The format exists purely because it is a spectacle. Both systems have inherent flaws that take secondary concern to how much money they generate. The NCAA Tournament isn’t the best system for determining a champion, and it would be quite easy to change the format to a more fair, more accurate system. The format won’t be changed, though, because it’s worth too much. Just like the BCS.

While the CBB tourney can be flawed because of errors in seeding, it actually has a defined way of determining a champion. Beat the 6 (now 7?) teams in your bracket and you are the champions. No ifs ands or buts. These flaws are actually very minor compared to the corruptedness of the BCS.

Errors in seeding are not the flaw. The fault is systemic; in a sport like basketball, multiple iteration-series are easy to implement and dramatically more meaningful than single-elimination formats. The NBA is an easy comparison to make for college basketball, but moving to that format would require a reduction in the number of teams involved. That’s not going to happen, because the large number of teams has become the main attraction.

The actual $$ made from the NCAA tourney, goes in fact to the NCAA which is distributed to each and every conference. The BCS? Not so fast.

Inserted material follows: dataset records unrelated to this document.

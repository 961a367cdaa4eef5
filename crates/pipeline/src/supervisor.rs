//! Sequential stage execution with progress reporting.
//!
//! Stages run strictly in declared order. The first failure aborts the
//! run: no later stage is started, and the error names the stage and
//! carries its captured diagnostics.

use std::sync::Arc;
use std::time::Instant;

use serde::Serialize;

use sculpt_core::job::JobState;
use sculpt_core::types::ProjectId;
use sculpt_events::{Broadcaster, EventScope, ProgressEvent};

use crate::error::PipelineError;
use crate::runner;
use crate::stage::Stage;

/// Summary of one completed stage.
#[derive(Debug, Clone, Serialize)]
pub struct StageReport {
    pub name: String,
    pub duration_ms: u64,
    pub exit_code: Option<i32>,
    /// Number of stdout lines the stage produced.
    pub output_lines: usize,
}

/// Summary of a fully successful pipeline run.
#[derive(Debug, Clone, Default, Serialize)]
pub struct PipelineReport {
    pub stages: Vec<StageReport>,
    pub duration_ms: u64,
}

/// Runs an ordered list of [`Stage`]s for one project and publishes stage
/// and log events as it goes.
pub struct PipelineSupervisor {
    broadcaster: Arc<Broadcaster>,
    project: ProjectId,
    scope: EventScope,
    forward_output: bool,
}

impl PipelineSupervisor {
    pub fn new(broadcaster: Arc<Broadcaster>, project: impl Into<ProjectId>, scope: EventScope) -> Self {
        Self {
            broadcaster,
            project: project.into(),
            scope,
            forward_output: true,
        }
    }

    /// Stop forwarding each stdout line as a log event. Lines are still
    /// traced at debug level.
    pub fn quiet(mut self) -> Self {
        self.forward_output = false;
        self
    }

    pub fn project(&self) -> &str {
        &self.project
    }

    /// Run every stage in order, stopping at the first failure.
    pub async fn run(&self, stages: &[Stage]) -> Result<PipelineReport, PipelineError> {
        let started = Instant::now();
        let total = stages.len();
        let mut reports = Vec::with_capacity(total);

        for (index, stage) in stages.iter().enumerate() {
            tracing::info!(
                project = %self.project,
                stage = stage.name(),
                index,
                total,
                "Starting pipeline stage",
            );
            self.broadcaster
                .publish(ProgressEvent::stage(
                    self.scope,
                    self.project.clone(),
                    stage.name(),
                    index,
                    total,
                ))
                .await;

            match self.run_stage(stage).await {
                Ok(report) => reports.push(report),
                Err(e) => {
                    tracing::error!(
                        project = %self.project,
                        stage = stage.name(),
                        error = %e,
                        "Pipeline stage failed",
                    );
                    return Err(e);
                }
            }
        }

        let duration_ms = started.elapsed().as_millis() as u64;
        tracing::info!(project = %self.project, stages = total, duration_ms, "Pipeline finished");

        Ok(PipelineReport {
            stages: reports,
            duration_ms,
        })
    }

    async fn run_stage(&self, stage: &Stage) -> Result<StageReport, PipelineError> {
        let spec = stage.command()?;
        let started = Instant::now();
        let stage_error = |source| PipelineError::Stage {
            stage: stage.name().to_string(),
            source,
        };

        let mut process = runner::spawn(&spec).map_err(stage_error)?;
        let mut output_lines = 0;

        while let Some(line) = process.next_line().await.map_err(stage_error)? {
            output_lines += 1;
            tracing::debug!(project = %self.project, stage = stage.name(), "{line}");
            if self.forward_output {
                self.broadcaster
                    .publish(ProgressEvent::log(self.scope, self.project.clone(), line))
                    .await;
            }
        }

        let outcome = process
            .wait()
            .await
            .and_then(|outcome| outcome.into_result())
            .map_err(stage_error)?;

        if let Some(missing) = stage.missing_output() {
            return Err(PipelineError::MissingArtifact(missing.display().to_string()));
        }

        Ok(StageReport {
            name: stage.name().to_string(),
            duration_ms: started.elapsed().as_millis() as u64,
            exit_code: outcome.exit_code,
            output_lines,
        })
    }

    /// Announce a lifecycle transition for this project.
    pub async fn publish_status(
        &self,
        state: JobState,
        message: impl Into<String>,
        result: Option<serde_json::Value>,
    ) {
        let mut event =
            ProgressEvent::status(self.scope, self.project.clone(), state).with_message(message);
        if let Some(value) = result {
            event = event.with_result(value);
        }
        self.broadcaster.publish(event).await;
    }

    /// Announce a failed run: an error event followed by an `errored` status.
    pub async fn publish_failure(&self, error: &PipelineError) {
        let message = error.to_string();
        self.broadcaster
            .publish(ProgressEvent::error(self.scope, self.project.clone(), message.clone()))
            .await;
        self.publish_status(JobState::Errored, message, None).await;
    }
}
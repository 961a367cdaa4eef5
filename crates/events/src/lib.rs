//! Progress event stream.
//!
//! - [`ProgressEvent`] — the event envelope every producer emits.
//! - [`Broadcaster`] — non-blocking fan-out to any number of subscribers.
//! - [`start_heartbeat`] — periodic liveness events for the channel itself.

pub mod broadcaster;
pub mod event;
pub mod heartbeat;

pub use broadcaster::{Broadcaster, SubscriberId, Subscription};
pub use event::{EventKind, EventScope, ProgressEvent};
pub use heartbeat::{start_heartbeat, DEFAULT_HEARTBEAT_INTERVAL};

The payouts form the BCS go directly to the conferences with about 80% or more going directly to the BCS confereces while the rest of FBS gets a pittance. That is corrupt.

There is a certain amount of unfairness in the BCS system, which is a point I’ve never contested in this conversation. But it’s no more unfair than a system that disregards 90% of its data to create a spectacle. Egalitarianism can be quite unfair.

by Tyler T. on Apr 1, 2011 5:46 PM EDT up reply actions  

The BCS is also fatally flawed in my eyes. FBS does deserve props for maintaining the regular season meaning more than CBB, but the determination of a champion is complete and utter BS.

by talonk on Mar 31, 2011 8:28 PM EDT up reply actions  

Does it sometimes leave out a team that could conceivably compete in a playoff setting? Yes, and that’s a flaw.

A huge flaw and has happened more than 50% of the time since the BCS formation.

The odds that Troy University from the Sun Belt making a VCU/Butler type run in the FBS playoffs (assuming a 16 team playoff) is extremely remote. You have already said that football is more definitive, and I would agree. But if Florida/LSU/OSU cannot defeat Troy or Eastern Michigan in round 1 of the FBS playoffs (especially if they end up with home field), they do not deserve to be crowned chamions. It really is that simple.

by talonk on Mar 31, 2011 7:29 PM EDT up reply actions  

I think you need to show up to play for the playoffs and if you don't you have no right being the champion.

The Giants didn’t win by a fluke; they were clearly the better team on that day. Do you blame the system for not setting it up so that the “best team” (Patriots) win or do you blame the Patriots for not showing up and beating a 6 seed in the single biggest game of the year?

You can’t win the title by just “being the best team.” You have to go out and prove you’re the best team, and if you don’t then you shouldn’t be called the champion. That’s how it works.

"I bet that sex Bengals fan is really pissed now." -DT3428

by sexsalad on Apr 2, 2011 8:47 AM EDT up reply actions  

That’s self-evident, but it doesn’t make it right. What’s more impressive— being consistently great over 18 games or being good over four?

Anyway, that’s a digression. The NFL system can’t move to a multiple-iteration system because of the realities of the sport. The Patriots were just used for an example of the unfairness of a single-elimination system.